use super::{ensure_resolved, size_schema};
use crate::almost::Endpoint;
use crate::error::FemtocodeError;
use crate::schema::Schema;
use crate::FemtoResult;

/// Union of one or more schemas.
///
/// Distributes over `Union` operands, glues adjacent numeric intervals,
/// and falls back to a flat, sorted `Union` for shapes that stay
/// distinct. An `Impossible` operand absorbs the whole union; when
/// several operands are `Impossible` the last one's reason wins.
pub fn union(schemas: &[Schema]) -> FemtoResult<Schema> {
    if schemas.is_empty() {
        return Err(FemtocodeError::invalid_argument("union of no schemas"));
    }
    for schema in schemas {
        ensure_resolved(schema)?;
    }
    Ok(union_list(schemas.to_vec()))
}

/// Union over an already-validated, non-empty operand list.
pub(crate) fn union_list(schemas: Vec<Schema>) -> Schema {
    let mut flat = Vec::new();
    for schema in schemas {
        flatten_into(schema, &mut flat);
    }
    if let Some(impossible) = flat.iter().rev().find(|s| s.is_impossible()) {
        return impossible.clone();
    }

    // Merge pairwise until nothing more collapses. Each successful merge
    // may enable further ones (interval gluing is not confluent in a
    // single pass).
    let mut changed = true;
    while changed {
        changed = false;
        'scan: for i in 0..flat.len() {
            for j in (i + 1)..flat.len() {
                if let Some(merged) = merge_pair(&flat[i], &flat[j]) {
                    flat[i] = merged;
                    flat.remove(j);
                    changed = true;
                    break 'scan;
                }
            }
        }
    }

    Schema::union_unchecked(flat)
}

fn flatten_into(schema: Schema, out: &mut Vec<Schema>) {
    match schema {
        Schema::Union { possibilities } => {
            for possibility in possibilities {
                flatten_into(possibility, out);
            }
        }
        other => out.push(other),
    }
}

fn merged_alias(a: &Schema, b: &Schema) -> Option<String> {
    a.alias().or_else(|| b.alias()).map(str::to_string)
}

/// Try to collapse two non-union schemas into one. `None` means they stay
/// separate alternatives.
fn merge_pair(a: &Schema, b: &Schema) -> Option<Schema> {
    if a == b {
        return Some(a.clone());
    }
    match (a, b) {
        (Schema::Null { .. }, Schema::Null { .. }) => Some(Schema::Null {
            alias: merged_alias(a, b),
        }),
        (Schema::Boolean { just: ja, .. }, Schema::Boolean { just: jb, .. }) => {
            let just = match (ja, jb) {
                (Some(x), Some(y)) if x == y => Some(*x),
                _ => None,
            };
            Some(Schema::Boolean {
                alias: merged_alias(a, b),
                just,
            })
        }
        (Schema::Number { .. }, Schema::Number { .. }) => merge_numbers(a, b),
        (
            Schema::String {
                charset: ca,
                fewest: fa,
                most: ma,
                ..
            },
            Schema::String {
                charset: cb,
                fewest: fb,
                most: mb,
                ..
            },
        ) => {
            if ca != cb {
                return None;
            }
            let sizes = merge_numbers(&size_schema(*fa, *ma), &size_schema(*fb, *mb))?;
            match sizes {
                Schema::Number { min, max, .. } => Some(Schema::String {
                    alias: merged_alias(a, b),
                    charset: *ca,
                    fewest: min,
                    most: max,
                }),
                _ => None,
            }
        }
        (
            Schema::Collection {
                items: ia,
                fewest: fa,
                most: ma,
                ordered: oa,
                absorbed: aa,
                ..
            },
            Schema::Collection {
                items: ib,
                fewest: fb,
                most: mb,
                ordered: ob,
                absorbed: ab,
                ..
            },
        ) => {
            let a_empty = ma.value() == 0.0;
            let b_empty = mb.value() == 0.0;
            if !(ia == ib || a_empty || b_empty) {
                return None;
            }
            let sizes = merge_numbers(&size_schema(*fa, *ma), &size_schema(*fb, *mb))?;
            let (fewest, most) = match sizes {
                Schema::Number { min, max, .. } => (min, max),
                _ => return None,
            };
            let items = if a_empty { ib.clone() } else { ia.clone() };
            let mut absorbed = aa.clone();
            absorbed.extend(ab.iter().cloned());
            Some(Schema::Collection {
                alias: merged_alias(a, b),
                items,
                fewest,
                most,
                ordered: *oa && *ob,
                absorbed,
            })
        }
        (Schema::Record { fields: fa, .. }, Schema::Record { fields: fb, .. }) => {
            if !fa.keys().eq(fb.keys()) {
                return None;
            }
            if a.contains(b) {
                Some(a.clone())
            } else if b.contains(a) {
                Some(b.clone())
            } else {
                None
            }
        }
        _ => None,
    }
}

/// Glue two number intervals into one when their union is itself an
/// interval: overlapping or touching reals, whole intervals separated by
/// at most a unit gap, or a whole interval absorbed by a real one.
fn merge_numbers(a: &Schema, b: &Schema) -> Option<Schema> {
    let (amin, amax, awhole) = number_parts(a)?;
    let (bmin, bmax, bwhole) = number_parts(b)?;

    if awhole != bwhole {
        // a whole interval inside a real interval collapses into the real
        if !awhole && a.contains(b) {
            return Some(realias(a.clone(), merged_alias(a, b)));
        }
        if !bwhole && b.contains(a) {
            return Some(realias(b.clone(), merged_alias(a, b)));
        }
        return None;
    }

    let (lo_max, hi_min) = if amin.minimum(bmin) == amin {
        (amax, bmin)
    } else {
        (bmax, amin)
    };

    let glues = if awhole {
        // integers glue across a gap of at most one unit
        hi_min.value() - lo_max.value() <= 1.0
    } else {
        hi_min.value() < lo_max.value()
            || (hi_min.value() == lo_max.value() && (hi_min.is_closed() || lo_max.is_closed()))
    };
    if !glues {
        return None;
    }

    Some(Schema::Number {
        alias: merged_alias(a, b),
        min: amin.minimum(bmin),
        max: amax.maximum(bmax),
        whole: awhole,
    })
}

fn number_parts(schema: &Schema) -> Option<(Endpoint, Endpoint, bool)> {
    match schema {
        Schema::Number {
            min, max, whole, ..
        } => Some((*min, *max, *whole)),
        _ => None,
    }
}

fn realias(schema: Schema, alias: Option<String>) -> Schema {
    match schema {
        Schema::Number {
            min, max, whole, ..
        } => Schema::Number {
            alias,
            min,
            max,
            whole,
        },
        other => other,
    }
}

==================================================

**ACTIVITY:**
The lines to return are those in the material above that hold "collapses".

**FINISHED TASK:**
    // Merge pairwise until nothing more collapses. Each successful merge
        // a whole interval inside a real interval collapses into the real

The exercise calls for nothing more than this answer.